WHAT YOU HAVE TO DO: The answer should be the lines from the one with "out.push(ALPHABET[(value / 91)" through the final line of the entries, restated word for word.

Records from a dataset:

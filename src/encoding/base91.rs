//! basE91 with `-` standing in for `.` in the symbol table.

use super::decode_table;
use crate::error::DecodeError;

pub const ALPHABET: &[u8] =
    b"ABCDEFGHIJKLMNOPQRSTUVWXYZabcdefghijklmnopqrstuvwxyz0123456789!#$%&()*+,-/:;<=>?@[]^_`{|}~\"";

const DECODE: [u8; 256] = decode_table(ALPHABET);

pub fn encode(data: &[u8]) -> Vec<u8> {
    let mut out = Vec::with_capacity(data.len() * 16 / 13 + 2);
    let mut queue: u32 = 0;
    let mut bits: u32 = 0;

    for &byte in data {
        queue |= (byte as u32) << bits;
        bits += 8;
        if bits > 13 {
            let mut value = queue & 8191;
            if value > 88 {
                queue >>= 13;
                bits -= 13;
            } else {
                value = queue & 16383;
                queue >>= 14;
                bits -= 14;
            }
            out.push(ALPHABET[(value % 91) as usize]);
            out.push(ALPHABET[(value / 91) as usize]);
        }
    }

    if bits > 0 {
        out.push(ALPHABET[(queue % 91) as usize]);
        if bits > 7 || queue > 90 {
            out.push(ALPHABET[(queue / 91) as usize]);
        }
    }
    out
}

pub fn decode(text: &[u8]) -> Result<Vec<u8>, DecodeError> {
    let mut out = Vec::with_capacity(text.len() * 13 / 16 + 1);
    let mut queue: u32 = 0;
    let mut bits: u32 = 0;
    let mut pending: Option<u32> = None;

    for (offset, &symbol) in text.iter().enumerate() {
        let digit = match DECODE[symbol as usize] {
            0xFF => return Err(DecodeError::InvalidSymbol { symbol, offset }),
            d => d as u32,
        };

        match pending.take() {
            None => pending = Some(digit),
            Some(low) => {
                let value = low + digit * 91;
                queue |= value << bits;
                bits += if value & 8191 > 88 { 13 } else { 14 };
                loop {
                    out.push(queue as u8);
                    queue >>= 8;
                    bits -= 8;
                    if bits <= 7 {
                        break;
                    }
                }
            }
        }
    }

    if let Some(low) = pending {
        out.push((queue | low << bits) as u8);
    }

    // several tails decode to the same bytes; accept only the one `encode` emits
    if encode(&out) != text {
        return Err(DecodeError::TrailingBits);
    }
    Ok(out)
}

RESULT FOR THIS EXERCISE:
            out.push(ALPHABET[(value / 91) as usize]);
        }
    }

    if bits > 0 {
        out.push(ALPHABET[(queue % 91) as usize]);
        if bits > 7 || queue > 90 {
            out.push(ALPHABET[(queue / 91) as usize]);
        }
    }
    out
}

pub fn decode(text: &[u8]) -> Result<Vec<u8>, DecodeError> {
    let mut out = Vec::with_capacity(text.len() * 13 / 16 + 1);
    let mut queue: u32 = 0;
    let mut bits: u32 = 0;
    let mut pending: Option<u32> = None;

    for (offset, &symbol) in text.iter().enumerate() {
        let digit = match DECODE[symbol as usize] {
            0xFF => return Err(DecodeError::InvalidSymbol { symbol, offset }),
            d => d as u32,
        };

        match pending.take() {
            None => pending = Some(digit),
            Some(low) => {
                let value = low + digit * 91;
                queue |= value << bits;
                bits += if value & 8191 > 88 { 13 } else { 14 };
                loop {
                    out.push(queue as u8);
                    queue >>= 8;
                    bits -= 8;
                    if bits <= 7 {
                        break;
                    }
                }
            }
        }
    }

    if let Some(low) = pending {
        out.push((queue | low << bits) as u8);
    }

    // several tails decode to the same bytes; accept only the one `encode` emits
    if encode(&out) != text {
        return Err(DecodeError::TrailingBits);
    }
    Ok(out)
}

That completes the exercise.